Dataset entries:
***
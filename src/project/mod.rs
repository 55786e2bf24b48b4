//! # Project Model
//!
//! A project is an ordered list of source frames plus the settings that control how they are
//! rendered. Projects arrive as JSON from the client and are immutable for the duration of a
//! render; reordering and editing happen before they reach the pipeline.

pub mod types;

use std::path::Path;

use serde::{Deserialize, Serialize};

use crate::error::{Result, ValidationError};

pub use types::{
    Effect, RenderSettings, RgbColor, SlideDirection, SourceFrame, TransitionKind, TransitionSpec,
};

/// Scale percentages accepted by `RenderSettings::scale`
pub const SCALE_RANGE: std::ops::RangeInclusive<u32> = 10..=100;

/// An animation project: settings plus ordered source frames
#[derive(Debug, Clone, PartialEq, Eq, Serialize, Deserialize)]
pub struct Project {
    #[serde(default = "default_name")]
    pub name: String,

    #[serde(default)]
    pub settings: RenderSettings,

    #[serde(default)]
    pub frames: Vec<SourceFrame>,
}

fn default_name() -> String {
    "animation".to_string()
}

impl Project {
    pub fn new<S: Into<String>>(name: S, settings: RenderSettings) -> Self {
        Self {
            name: name.into(),
            settings,
            frames: Vec::new(),
        }
    }

    /// Append a frame, returning `self` for chaining
    pub fn with_frame<S: Into<String>>(mut self, image_ref: S, duration_ms: u32) -> Self {
        self.frames.push(SourceFrame::new(image_ref, duration_ms));
        self
    }

    /// Parse a project from JSON. Unknown transition types and malformed fields are
    /// validation errors.
    pub fn from_json(json: &str) -> Result<Self> {
        serde_json::from_str(json).map_err(|e| {
            ValidationError::Malformed { details: e.to_string() }.into()
        })
    }

    /// Load a project from a JSON file
    pub fn load<P: AsRef<Path>>(path: P) -> Result<Self> {
        let content = std::fs::read_to_string(path)?;
        Self::from_json(&content)
    }

    pub fn to_json(&self) -> Result<String> {
        serde_json::to_string_pretty(self).map_err(|e| {
            ValidationError::Malformed { details: e.to_string() }.into()
        })
    }

    /// Save the project as pretty-printed JSON
    pub fn save<P: AsRef<Path>>(&self, path: P) -> Result<()> {
        std::fs::write(path, self.to_json()?)?;
        Ok(())
    }

    /// Sum of source frame durations, ignoring transitions
    pub fn source_duration_ms(&self) -> u64 {
        self.frames.iter().map(|f| u64::from(f.display_duration_ms())).sum()
    }

    /// Check every setting and frame, reporting all problems at once.
    ///
    /// Resource limits are not checked here; see `QuotaGuard`.
    pub fn validate(&self) -> Result<()> {
        let mut problems = Vec::new();

        if self.frames.is_empty() {
            problems.push(ValidationError::NoFrames);
        }

        if !SCALE_RANGE.contains(&self.settings.scale) {
            problems.push(ValidationError::InvalidScale { scale: self.settings.scale });
        }

        for (axis, value) in [("width", self.settings.width), ("height", self.settings.height)] {
            if value == Some(0) {
                problems.push(ValidationError::InvalidDimension { axis: axis.to_string(), value: 0 });
            }
        }

        for frame in &self.frames {
            if frame.duration_ms < 1 || frame.duration_ms > i64::from(u32::MAX) {
                problems.push(ValidationError::InvalidDuration {
                    frame: frame.label().to_string(),
                    duration: frame.duration_ms,
                });
            }
        }

        match problems.len() {
            0 => Ok(()),
            1 => Err(problems.remove(0).into()),
            _ => Err(ValidationError::Settings {
                problems: problems.iter().map(|p| p.to_string()).collect(),
            }.into()),
        }
    }
}

#[cfg(test)]
mod tests {
    use super::*;
    use crate::error::ForgeError;
    use tempfile::tempdir;

    const PROJECT_JSON: &str = r##"{
        "name": "wave",
        "settings": {
            "width": 320,
            "height": 240,
            "loop": 3,
            "transparent": true,
            "backgroundColor": "#102030",
            "alphaThreshold": 64,
            "transition": { "type": "crossfade", "durationMs": 200, "steps": 2 }
        },
        "frames": [
            { "id": "frame-1", "file": "a.png", "duration": 100 },
            { "file": "b.png", "duration": 150 }
        ]
    }"##;

    #[test]
    fn test_parse_project() {
        let project = Project::from_json(PROJECT_JSON).unwrap();
        assert_eq!(project.name, "wave");
        assert_eq!(project.settings.explicit_size(), Some((320, 240)));
        assert_eq!(project.settings.scale, 100);
        assert_eq!(project.settings.loop_count, 3);
        assert_eq!(project.settings.background_color, RgbColor([0x10, 0x20, 0x30]));
        assert_eq!(project.settings.transition.kind, TransitionKind::Crossfade);
        assert_eq!(project.frames.len(), 2);
        assert_eq!(project.frames[0].label(), "frame-1");
        assert_eq!(project.source_duration_ms(), 250);
        assert!(project.validate().is_ok());
    }

    #[test]
    fn test_unknown_transition_is_validation_error() {
        let json = PROJECT_JSON.replace("crossfade", "zoomBlur");
        assert!(matches!(Project::from_json(&json), Err(ForgeError::Validation(_))));
    }

    #[test]
    fn test_negative_steps_is_validation_error() {
        let json = PROJECT_JSON.replace("\"steps\": 2", "\"steps\": -1");
        assert!(matches!(Project::from_json(&json), Err(ForgeError::Validation(_))));
    }

    #[test]
    fn test_validate_reports_every_problem() {
        let mut project = Project::new("bad", RenderSettings { scale: 5, ..RenderSettings::default() })
            .with_frame("a.png", 100);
        project.frames.push(SourceFrame { id: None, image_ref: "b.png".into(), duration_ms: 0 });

        match project.validate() {
            Err(ForgeError::Validation(ValidationError::Settings { problems })) => {
                assert_eq!(problems.len(), 2);
                assert!(problems[0].contains("Scale"));
                assert!(problems[1].contains("b.png"));
            }
            other => panic!("unexpected result: {:?}", other),
        }
    }

    #[test]
    fn test_empty_project_rejected() {
        let project = Project::new("empty", RenderSettings::default());
        assert!(matches!(
            project.validate(),
            Err(ForgeError::Validation(ValidationError::NoFrames))
        ));
    }

    #[test]
    fn test_save_and_load() {
        let dir = tempdir().unwrap();
        let path = dir.path().join("project.json");

        let project = Project::from_json(PROJECT_JSON).unwrap();
        project.save(&path).unwrap();
        assert_eq!(Project::load(&path).unwrap(), project);
    }
}
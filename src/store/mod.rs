//! # Session Storage
//!
//! Rendering reads uploaded images and storage usage through [`FrameStore`], so the
//! pipeline never touches the filesystem directly.
//!
//! - [`DirectoryStore`]: one session directory on disk, `<root>/<session>/uploads/<ref>`
//! - [`MemoryStore`]: images held in memory, for embedding and tests

pub mod directory;
pub mod memory;

pub use directory::DirectoryStore;
pub use memory::MemoryStore;

use std::path::{Component, Path};

use crate::error::{Result, StorageError};

/// Session-scoped access to uploaded images and storage accounting
pub trait FrameStore: Send + Sync {
    /// Raw bytes of the uploaded image named `image_ref`
    ///
    /// # Errors
    ///
    /// `StorageError::NotFound` when no such image exists and `StorageError::UnsafePath`
    /// when the reference would escape the session.
    fn read_image(&self, image_ref: &str) -> Result<Vec<u8>>;

    /// Bytes currently held by the session
    fn storage_used(&self) -> Result<u64>;

    /// Record that a finished render of `bytes` now belongs to the session
    fn report_output_size(&self, bytes: u64) -> Result<()>;
}

/// A reference must be one plain file name: no separators, no `..`, not absolute
pub(crate) fn ensure_safe_ref(image_ref: &str) -> Result<()> {
    let mut components = Path::new(image_ref).components();
    let safe = matches!(
        (components.next(), components.next()),
        (Some(Component::Normal(_)), None)
    ) && !image_ref.contains(['/', '\\']);

    if !safe {
        return Err(StorageError::UnsafePath { image_ref: image_ref.to_string() }.into());
    }
    Ok(())
}
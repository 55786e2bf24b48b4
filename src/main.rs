use std::path::PathBuf;
use std::sync::Arc;

use anyhow::{Context, Result};
use clap::Parser;
use tracing::{error, info, warn, Level};

use gif_forge::{
    composition::RenderPipeline,
    config::Config,
    project::Project,
    store::{DirectoryStore, FrameStore},
};

#[derive(Parser)]
#[command(
    name = "gif-forge",
    version,
    about = "Turn still images into animated GIFs with transitions",
    long_about = "gif-forge renders a project of uploaded still images into an animated GIF, inserting crossfade, fade or slide frames between them while enforcing per-session resource quotas."
)]
struct Cli {
    /// Project file (JSON)
    #[arg(short, long)]
    project: PathBuf,

    /// User data directory holding one folder per session
    #[arg(short, long)]
    uploads: PathBuf,

    /// Session whose uploads the project refers to
    #[arg(short, long)]
    session: String,

    /// Output GIF path
    #[arg(short, long)]
    output: PathBuf,

    /// Render a short preview instead of the full animation
    #[arg(long)]
    preview: bool,

    /// Frames rendered in preview mode (defaults to the configured limit)
    #[arg(long, requires = "preview")]
    max_frames: Option<usize>,

    /// Configuration file (optional)
    #[arg(short, long)]
    config: Option<PathBuf>,

    /// Enable verbose logging
    #[arg(short, long)]
    verbose: bool,
}

fn main() -> Result<()> {
    let cli = Cli::parse();

    // Initialize logging
    let log_level = if cli.verbose { Level::DEBUG } else { Level::INFO };
    tracing_subscriber::fmt()
        .with_max_level(log_level)
        .init();

    info!("Starting gif-forge v{}", env!("CARGO_PKG_VERSION"));
    info!("Project: {:?}", cli.project);
    info!("Session: {} in {:?}", cli.session, cli.uploads);
    info!("Output: {:?}", cli.output);

    // Load configuration
    let config = match cli.config {
        Some(config_path) => {
            info!("Loading configuration from {:?}", config_path);
            Config::from_file(&config_path)?
        }
        None => {
            info!("Using default configuration");
            Config::default()
        }
    };

    let project = Project::load(&cli.project)
        .with_context(|| format!("Failed to load project {:?}", cli.project))?;

    let store = Arc::new(DirectoryStore::new(&cli.uploads, &cli.session)?);
    let pipeline = RenderPipeline::new(config, store.clone())?;

    let result = if cli.preview {
        let max_frames = cli.max_frames.or(pipeline.config().preview.max_frames);
        pipeline.generate_preview(&project, max_frames)
    } else {
        pipeline.generate_full(&project)
    };

    let output = match result {
        Ok(output) => output,
        Err(e) => {
            error!("{}", e.user_message());
            return Err(e.into());
        }
    };

    std::fs::write(&cli.output, &output.encoded)
        .with_context(|| format!("Failed to write {:?}", cli.output))?;

    for warning in &output.warnings {
        warn!("{}", warning);
    }

    let summary = output.summary;
    info!("Animation saved to: {:?}", cli.output);
    info!("   Canvas: {}x{}", summary.width, summary.height);
    info!("   Frames: {} of {}", summary.rendered_frames, summary.planned_frames);
    info!("   Duration: {:.2}s", summary.total_duration_ms as f64 / 1000.0);
    info!("   Size: {:.1} KB", output.encoded_size_bytes as f64 / 1024.0);

    if !cli.preview {
        let report = pipeline.quota_guard().storage_report(store.storage_used()?);
        info!("   Session storage: {:.1}% of {} bytes used", report.percentage, report.limit);
    }

    Ok(())
}
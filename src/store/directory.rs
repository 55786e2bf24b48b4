use std::fs;
use std::io::ErrorKind;
use std::path::{Path, PathBuf};
use std::sync::atomic::{AtomicU64, Ordering};

use tracing::{debug, info};

use crate::error::{Result, StorageError};
use crate::store::{ensure_safe_ref, FrameStore};

const UPLOADS_DIR: &str = "uploads";
const SESSION_DIRS: [&str; 3] = [UPLOADS_DIR, "projects", "output"];

/// A session directory on disk
///
/// ```text
/// <root>/<session>/uploads/   uploaded source images
/// <root>/<session>/projects/  saved project files
/// <root>/<session>/output/    finished animations
/// ```
///
/// Usage is the size of every file under the session directory plus any output sizes
/// reported but not written there.
pub struct DirectoryStore {
    session_dir: PathBuf,
    reported_bytes: AtomicU64,
}

impl DirectoryStore {
    /// Open the session `session_id` under `root`. The directory does not have to exist yet.
    pub fn new<P: AsRef<Path>>(root: P, session_id: &str) -> Result<Self> {
        ensure_safe_ref(session_id)?;
        Ok(Self {
            session_dir: root.as_ref().join(session_id),
            reported_bytes: AtomicU64::new(0),
        })
    }

    /// Create the session's directory layout
    pub fn initialize(&self) -> Result<()> {
        for dir in SESSION_DIRS {
            fs::create_dir_all(self.session_dir.join(dir))?;
        }
        info!("Initialized session storage at {:?}", self.session_dir);
        Ok(())
    }

    pub fn session_dir(&self) -> &Path {
        &self.session_dir
    }

    pub fn uploads_dir(&self) -> PathBuf {
        self.session_dir.join(UPLOADS_DIR)
    }

    /// Store an uploaded image. Quota checks are the caller's job.
    pub fn save_upload(&self, image_ref: &str, bytes: &[u8]) -> Result<()> {
        ensure_safe_ref(image_ref)?;
        let uploads = self.uploads_dir();
        fs::create_dir_all(&uploads)?;
        fs::write(uploads.join(image_ref), bytes)?;
        debug!("Saved upload {} ({} bytes)", image_ref, bytes.len());
        Ok(())
    }

    fn directory_size(dir: &Path) -> Result<u64> {
        let mut total = 0;
        for entry in fs::read_dir(dir)? {
            let entry = entry?;
            let file_type = entry.file_type()?;
            if file_type.is_dir() {
                total += Self::directory_size(&entry.path())?;
            } else if file_type.is_file() {
                total += entry.metadata()?.len();
            }
        }
        Ok(total)
    }
}

impl FrameStore for DirectoryStore {
    fn read_image(&self, image_ref: &str) -> Result<Vec<u8>> {
        ensure_safe_ref(image_ref)?;
        let path = self.uploads_dir().join(image_ref);

        fs::read(&path).map_err(|e| match e.kind() {
            ErrorKind::NotFound => StorageError::NotFound { image_ref: image_ref.to_string() }.into(),
            _ => StorageError::ReadFailed {
                image_ref: image_ref.to_string(),
                reason: e.to_string(),
            }.into(),
        })
    }

    fn storage_used(&self) -> Result<u64> {
        let on_disk = if self.session_dir.is_dir() {
            Self::directory_size(&self.session_dir)?
        } else {
            0
        };
        Ok(on_disk + self.reported_bytes.load(Ordering::Relaxed))
    }

    fn report_output_size(&self, bytes: u64) -> Result<()> {
        self.reported_bytes.fetch_add(bytes, Ordering::Relaxed);
        Ok(())
    }
}
use std::path::Path;
use serde::{Deserialize, Serialize};

use crate::error::{ConfigError, Result};

/// Main configuration for gif-forge
#[derive(Debug, Clone, Default, Serialize, Deserialize)]
#[serde(default)]
pub struct Config {
    /// Hard resource limits per session
    pub quotas: QuotaConfig,

    /// Rendering settings
    pub render: RenderConfig,

    /// Preview settings
    pub preview: PreviewConfig,
}

impl Config {
    /// Load configuration from a TOML file
    pub fn from_file<P: AsRef<Path>>(path: P) -> Result<Self> {
        let path = path.as_ref();
        let content = std::fs::read_to_string(path)
            .map_err(|_| ConfigError::FileNotFound { path: path.display().to_string() })?;

        let config: Config = toml::from_str(&content)
            .map_err(|_| ConfigError::ParseFailed { path: path.display().to_string() })?;
        config.validate()?;
        Ok(config)
    }

    /// Save configuration to a TOML file
    pub fn save_to_file<P: AsRef<Path>>(&self, path: P) -> Result<()> {
        let content = toml::to_string_pretty(self)
            .map_err(|e| ConfigError::InvalidValue {
                key: "config".to_string(),
                value: e.to_string()
            })?;

        std::fs::write(path, content)?;
        Ok(())
    }

    /// Validate the configuration
    pub fn validate(&self) -> Result<()> {
        self.quotas.validate()?;
        self.render.validate()?;
        self.preview.validate()?;
        Ok(())
    }
}

/// Resource quotas. All sizes are in bytes.
#[derive(Debug, Clone, Serialize, Deserialize)]
#[serde(default)]
pub struct QuotaConfig {
    /// Largest single uploaded image
    pub max_upload_size: u64,

    /// Everything a session may keep on disk, uploads and outputs together
    pub max_total_storage: u64,

    /// Source frames per project
    pub max_frames: usize,

    /// Largest encoded animation
    pub max_output_size: u64,

    /// Largest width or height, for the canvas and for source images
    pub max_dimension: u32,

    /// Safety bound on decoded pixel memory held during one render
    pub max_decoded_bytes: u64,
}

impl Default for QuotaConfig {
    fn default() -> Self {
        Self {
            max_upload_size: 10 * 1024 * 1024,
            max_total_storage: 50 * 1024 * 1024,
            max_frames: 200,
            max_output_size: 20 * 1024 * 1024,
            max_dimension: 2000,
            max_decoded_bytes: 512 * 1024 * 1024,
        }
    }
}

impl QuotaConfig {
    fn validate(&self) -> Result<()> {
        let zero = [
            ("quotas.max_upload_size", self.max_upload_size == 0),
            ("quotas.max_total_storage", self.max_total_storage == 0),
            ("quotas.max_frames", self.max_frames == 0),
            ("quotas.max_output_size", self.max_output_size == 0),
            ("quotas.max_dimension", self.max_dimension == 0),
            ("quotas.max_decoded_bytes", self.max_decoded_bytes == 0),
        ];

        if let Some((key, _)) = zero.iter().find(|(_, is_zero)| *is_zero) {
            return Err(ConfigError::InvalidValue {
                key: key.to_string(),
                value: "0".to_string()
            }.into());
        }

        Ok(())
    }
}

/// Resampling filter used when fitting source images to the canvas
#[derive(Debug, Clone, Copy, PartialEq, Eq, Serialize, Deserialize)]
#[serde(rename_all = "snake_case")]
pub enum ResampleFilter {
    Triangle,
    CatmullRom,
    Gaussian,
    Lanczos3,
}

impl ResampleFilter {
    pub fn to_filter_type(self) -> image::imageops::FilterType {
        use image::imageops::FilterType;

        match self {
            Self::Triangle => FilterType::Triangle,
            Self::CatmullRom => FilterType::CatmullRom,
            Self::Gaussian => FilterType::Gaussian,
            Self::Lanczos3 => FilterType::Lanczos3,
        }
    }
}

/// Rendering configuration
#[derive(Debug, Clone, Serialize, Deserialize)]
#[serde(default)]
pub struct RenderConfig {
    /// Number of parallel compositing threads
    pub worker_threads: usize,

    /// Plan steps rendered between two output-size checks
    pub quota_check_interval: usize,

    /// Filter used to resize source images
    pub resample_filter: ResampleFilter,

    /// NeuQuant sampling speed for the GIF palette (1 = best, 30 = fastest)
    pub gif_speed: i32,
}

impl Default for RenderConfig {
    fn default() -> Self {
        Self {
            worker_threads: num_cpus::get(),
            quota_check_interval: 16,
            resample_filter: ResampleFilter::Lanczos3,
            gif_speed: 10,
        }
    }
}

impl RenderConfig {
    fn validate(&self) -> Result<()> {
        if self.worker_threads == 0 {
            return Err(ConfigError::InvalidValue {
                key: "render.worker_threads".to_string(),
                value: self.worker_threads.to_string()
            }.into());
        }

        if self.quota_check_interval == 0 {
            return Err(ConfigError::InvalidValue {
                key: "render.quota_check_interval".to_string(),
                value: self.quota_check_interval.to_string()
            }.into());
        }

        if !(1..=30).contains(&self.gif_speed) {
            return Err(ConfigError::InvalidValue {
                key: "render.gif_speed".to_string(),
                value: self.gif_speed.to_string()
            }.into());
        }

        Ok(())
    }
}

/// Preview configuration
#[derive(Debug, Clone, Serialize, Deserialize)]
#[serde(default)]
pub struct PreviewConfig {
    /// Default `--max-frames` for command-line previews. The pipeline itself renders the
    /// whole plan when no limit is passed.
    pub max_frames: Option<usize>,
}

impl Default for PreviewConfig {
    fn default() -> Self {
        Self { max_frames: Some(10) }
    }
}

impl PreviewConfig {
    fn validate(&self) -> Result<()> {
        if self.max_frames == Some(0) {
            return Err(ConfigError::InvalidValue {
                key: "preview.max_frames".to_string(),
                value: "0".to_string()
            }.into());
        }
        Ok(())
    }
}

#[cfg(test)]
mod tests {
    use super::*;
    use tempfile::tempdir;

    #[test]
    fn test_default_config_is_valid() {
        let config = Config::default();
        assert!(config.validate().is_ok());
    }

    #[test]
    fn test_config_roundtrip() {
        let dir = tempdir().unwrap();
        let file_path = dir.path().join("test_config.toml");

        let mut original_config = Config::default();
        original_config.quotas.max_frames = 42;
        original_config.render.resample_filter = ResampleFilter::CatmullRom;

        original_config.save_to_file(&file_path).unwrap();
        let loaded_config = Config::from_file(&file_path).unwrap();

        assert_eq!(loaded_config.quotas.max_frames, 42);
        assert_eq!(loaded_config.render.resample_filter, ResampleFilter::CatmullRom);
        assert_eq!(loaded_config.preview.max_frames, Some(10));
    }

    #[test]
    fn test_partial_file_uses_defaults() {
        let dir = tempdir().unwrap();
        let file_path = dir.path().join("partial.toml");
        std::fs::write(&file_path, "[quotas]\nmax_dimension = 512\n").unwrap();

        let config = Config::from_file(&file_path).unwrap();
        assert_eq!(config.quotas.max_dimension, 512);
        assert_eq!(config.quotas.max_frames, 200);
        assert_eq!(config.render.gif_speed, 10);
    }

    #[test]
    fn test_missing_file() {
        let dir = tempdir().unwrap();
        let result = Config::from_file(dir.path().join("nope.toml"));
        assert!(matches!(
            result,
            Err(crate::ForgeError::Config(ConfigError::FileNotFound { .. }))
        ));
    }

    #[test]
    fn test_invalid_gif_speed() {
        let mut config = Config::default();
        config.render.gif_speed = 31;
        assert!(config.validate().is_err());
    }

    #[test]
    fn test_zero_quota_rejected() {
        let mut config = Config::default();
        config.quotas.max_output_size = 0;
        assert!(config.validate().is_err());
    }
}
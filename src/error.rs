use thiserror::Error;

/// Main error type for the gif-forge library
#[derive(Error, Debug)]
pub enum ForgeError {
    #[error("Validation error: {0}")]
    Validation(#[from] ValidationError),

    #[error("Decode error: {0}")]
    Decode(#[from] DecodeError),

    #[error("Quota exceeded: {0}")]
    QuotaExceeded(#[from] QuotaError),

    #[error("Encoding error: {0}")]
    Encode(#[from] EncodeError),

    #[error("Storage error: {0}")]
    Storage(#[from] StorageError),

    #[error("Configuration error: {0}")]
    Config(#[from] ConfigError),

    #[error("IO error: {0}")]
    Io(#[from] std::io::Error),

    #[error("Generic error: {0}")]
    Generic(String),
}

/// Malformed projects and settings, rejected before any decoding
#[derive(Error, Debug)]
pub enum ValidationError {
    #[error("Project must have at least one frame")]
    NoFrames,

    #[error("Frame {frame} has invalid duration: {duration}")]
    InvalidDuration { frame: String, duration: i64 },

    #[error("Scale must be between 10 and 100 percent, got {scale}")]
    InvalidScale { scale: u32 },

    #[error("Invalid canvas {axis}: {value}")]
    InvalidDimension { axis: String, value: u32 },

    #[error("Invalid project data: {details}")]
    Malformed { details: String },

    #[error("Buffer size mismatch: {left_width}x{left_height} vs {right_width}x{right_height}")]
    SizeMismatch {
        left_width: u32,
        left_height: u32,
        right_width: u32,
        right_height: u32,
    },

    #[error("{}", .problems.join(", "))]
    Settings { problems: Vec<String> },
}

/// Source images that cannot be read
#[derive(Error, Debug)]
pub enum DecodeError {
    #[error("Frame {frame}: unsupported image format ({format})")]
    UnsupportedFormat { frame: String, format: String },

    #[error("Frame {frame}: corrupt image data - {reason}")]
    Corrupt { frame: String, reason: String },
}

/// Resource limits, enforced before and during rendering
#[derive(Error, Debug)]
pub enum QuotaError {
    #[error("frame count {count} exceeds maximum {max}")]
    TooManyFrames { count: usize, max: usize },

    #[error("dimensions {width}x{height} exceed maximum {max}")]
    DimensionsTooLarge { width: u32, height: u32, max: u32 },

    #[error("projected decoded memory {bytes} bytes exceeds safety bound {max}")]
    DecodedMemory { bytes: u64, max: u64 },

    #[error("session storage {used} + {requested} bytes would exceed {max}")]
    StorageExceeded { used: u64, requested: u64, max: u64 },

    #[error("output size {bytes} bytes exceeds maximum {max}")]
    OutputTooLarge { bytes: u64, max: u64 },

    #[error("upload size {bytes} bytes exceeds maximum {max}")]
    UploadTooLarge { bytes: u64, max: u64 },
}

/// Container encoding failures
#[derive(Error, Debug)]
pub enum EncodeError {
    #[error("No frames to encode")]
    NoFrames,

    #[error("Canvas {width}x{height} does not fit the container")]
    CanvasTooLarge { width: u32, height: u32 },

    #[error("Frame {index} is {width}x{height}, expected {expected_width}x{expected_height}")]
    InconsistentFrame {
        index: usize,
        width: u32,
        height: u32,
        expected_width: u32,
        expected_height: u32,
    },

    #[error("Frame {index} does not match the requested colour model (transparent: {transparent})")]
    ColorModelMismatch { index: usize, transparent: bool },

    #[error("Encoder failed: {reason}")]
    Failed { reason: String },
}

/// Storage collaborator failures
#[derive(Error, Debug)]
pub enum StorageError {
    #[error("Image not found: {image_ref}")]
    NotFound { image_ref: String },

    #[error("Unsafe image reference: {image_ref}")]
    UnsafePath { image_ref: String },

    #[error("Failed to read {image_ref}: {reason}")]
    ReadFailed { image_ref: String, reason: String },
}

/// Configuration-specific errors
#[derive(Error, Debug)]
pub enum ConfigError {
    #[error("Failed to parse configuration file: {path}")]
    ParseFailed { path: String },

    #[error("Invalid configuration value: {key} = {value}")]
    InvalidValue { key: String, value: String },

    #[error("Configuration file not found: {path}")]
    FileNotFound { path: String },
}

/// Convenience type alias for Results using ForgeError
pub type Result<T> = std::result::Result<T, ForgeError>;

impl ForgeError {
    /// Create a generic error with a custom message
    pub fn generic<S: Into<String>>(message: S) -> Self {
        Self::Generic(message.into())
    }

    /// Check if the caller may reasonably retry the same request
    pub fn is_recoverable(&self) -> bool {
        match self {
            Self::Io(_) => true,
            Self::Storage(StorageError::ReadFailed { .. }) => true,
            _ => false,
        }
    }

    /// Get a user-friendly error message
    pub fn user_message(&self) -> String {
        match self {
            Self::Decode(DecodeError::UnsupportedFormat { frame, .. }) => {
                format!("Frame '{}' is not a supported image. Use PNG, JPEG, GIF or WebP.", frame)
            }
            Self::Decode(DecodeError::Corrupt { frame, .. }) => {
                format!("Frame '{}' could not be read. The file may be damaged.", frame)
            }
            Self::Storage(StorageError::NotFound { image_ref }) => {
                format!("Image '{}' was not found. Upload it again and retry.", image_ref)
            }
            Self::QuotaExceeded(QuotaError::OutputTooLarge { max, .. }) => {
                format!("The animation would be larger than {:.1} MB. Reduce frames, steps or scale.",
                        *max as f64 / 1024.0 / 1024.0)
            }
            Self::Config(ConfigError::FileNotFound { path }) => {
                format!("Configuration file '{}' not found.", path)
            }
            _ => self.to_string(),
        }
    }
}

#[cfg(test)]
mod tests {
    use super::*;

    #[test]
    fn test_settings_problems_are_joined() {
        let err: ForgeError = ValidationError::Settings {
            problems: vec!["Width exceeds maximum: 2000".into(), "Frame a has invalid duration: 0".into()],
        }.into();
        assert_eq!(
            err.to_string(),
            "Validation error: Width exceeds maximum: 2000, Frame a has invalid duration: 0"
        );
    }

    #[test]
    fn test_decode_error_names_frame() {
        let err: ForgeError = DecodeError::UnsupportedFormat {
            frame: "cat.bmp".into(),
            format: "Bmp".into(),
        }.into();
        assert!(err.to_string().contains("cat.bmp"));
        assert!(err.user_message().contains("cat.bmp"));
    }

    #[test]
    fn test_quota_errors_are_not_recoverable() {
        let err: ForgeError = QuotaError::TooManyFrames { count: 201, max: 200 }.into();
        assert!(!err.is_recoverable());
        assert_eq!(err.to_string(), "Quota exceeded: frame count 201 exceeds maximum 200");
    }
}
***
▶ _Work instruction_
Line count for "PartialEq": count the lines in the records above that contain this word, and write only the number.

▶ _Response_
2